File alignment plan
#Intro
Plan for aligner and analysis work
Goal: Send analysed texts to Oslo on order
1. find parallel texts
2. align
several alignments of the same text
3. analyse the sme part
4. send to Oslo
Solution:
1. A document in CVS where we check in what is done
2. Have a directory on victorio (G5?) where we keep track of what is done
Store the aligned files, so that we can see how old they are
Processing phases:
corpus conversion file.sme.xml, file.nob.xml
numbered sentence phase file.sme.xml.sent, file.nob.xml.sent
aligned sentence phase (alignment.jar => xml_cor.sent files
analysed phase (corpus-analyze.pl =>
To be sent:
file.nob.xml.sent (analysed in oslo, for the time being, at least)

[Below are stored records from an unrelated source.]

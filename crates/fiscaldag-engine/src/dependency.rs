//! Dependency extraction over a parsed formula AST (spec §4.B).
//!
//! Walks an [`fiscaldag_parse::Expr`] and returns the *set* of
//! `(identifier, time_offset)` pairs it references. `time_offset == 0`
//! participates in the current-period dependency graph; `time_offset <
//! 0` is a prior-period reference and never produces a graph edge.

use std::collections::BTreeSet;

use fiscaldag_parse::{Expr, ExprKind};

/// Recognised provider prefixes (spec §3 I2, §4.B, §4.E). An identifier
/// carrying one of these is an *opaque* externally-supplied reference
/// unless the suffix after the prefix names a line item in the same
/// template (a cross-statement reference within a unified template).
pub const PROVIDER_PREFIXES: &[&str] =
    &["driver", "fx", "bs", "pl", "opening-bs", "carbon"];

/// Splits `identifier` into `(prefix, suffix)` if it carries one of
/// [`PROVIDER_PREFIXES`].
pub fn split_prefix(identifier: &str) -> Option<(&str, &str)> {
    identifier.split_once(':').filter(|(p, _)| PROVIDER_PREFIXES.contains(p))
}

/// The dependency set collected from a single formula.
#[derive(Debug, Clone, Default, PartialEq, Eq)]
pub struct Dependencies {
    /// Current-period references (`time_offset == 0`). These participate
    /// in scheduling when they name a line item of the same template.
    pub current: BTreeSet<String>,
    /// Prior-period references (`time_offset < 0`), paired with the
    /// (negative) offset. These never produce a graph edge.
    pub prior: BTreeSet<(String, i32)>,
}

impl Dependencies {
    pub fn merge(&mut self, other: Dependencies) {
        self.current.extend(other.current);
        self.prior.extend(other.prior);
    }
}

/// Collects every identifier reference in `expr`. Function names (spec
/// §4.B: "Function names are not collected as variable references") and
/// built-ins are skipped; everything else is deduplicated (`BTreeSet`).
pub fn extract(expr: &Expr) -> Dependencies {
    let mut deps = Dependencies::default();
    walk(expr, &mut deps);
    deps
}

fn walk(expr: &Expr, deps: &mut Dependencies) {
    match &expr.kind {
        ExprKind::Number(_) => {}
        ExprKind::Reference { name, offset } => {
            if *offset == 0 {
                deps.current.insert(name.clone());
            } else {
                deps.prior.insert((name.clone(), *offset));
            }
        }
        ExprKind::Negate(inner) => walk(inner, deps),
        ExprKind::Binary { left, right, .. } => {
            walk(left, deps);
            walk(right, deps);
        }
        ExprKind::Call { args, .. } => {
            // The call name itself is never a variable reference, built-in
            // or not; an unknown function is caught at evaluation time.
            for arg in args {
                walk(arg, deps);
            }
        }
    }
}
pub mod parser;
pub mod tokenizer;
pub mod types;

pub use parser::parse;
pub use tokenizer::{Token, TokenKind, Tokenizer, TokenizerError};
pub use types::{BinaryOp, Expr, ExprKind, ParserError};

file.sme.xml.sent.analyzed
file.sme.xml_file.nob.xml.xml
cor = result of the alignment
Principled names:
file.sme_new.txt numbered <s id="n"> nodes only. This is
the file which tca2 actually reads.
file.sme.xml_file.nob.xml.xml <s> number correspondences only
file.sme.xml_cor.sent original xml file with sme and nob <s> numbers
Example:
dc_1_01.doc.xml_sp_1_01.doc.xml.xml
dc_1_01.doc.xml_cor.sent
dc_1_01.doc.xml_new.txt
parallel/
namm-namn/
namn.sent
namm.sent
namm.sent.analyzed
namm.xml_namn.xml.xml
...
1. Trond: Find texts, mark the xsl files (cf. dc_ files for model), tell Saara
2. Saara: make .sent and .sent.analyzed
Børre: make namm_namn.xml
3. Trond: Send files to Lars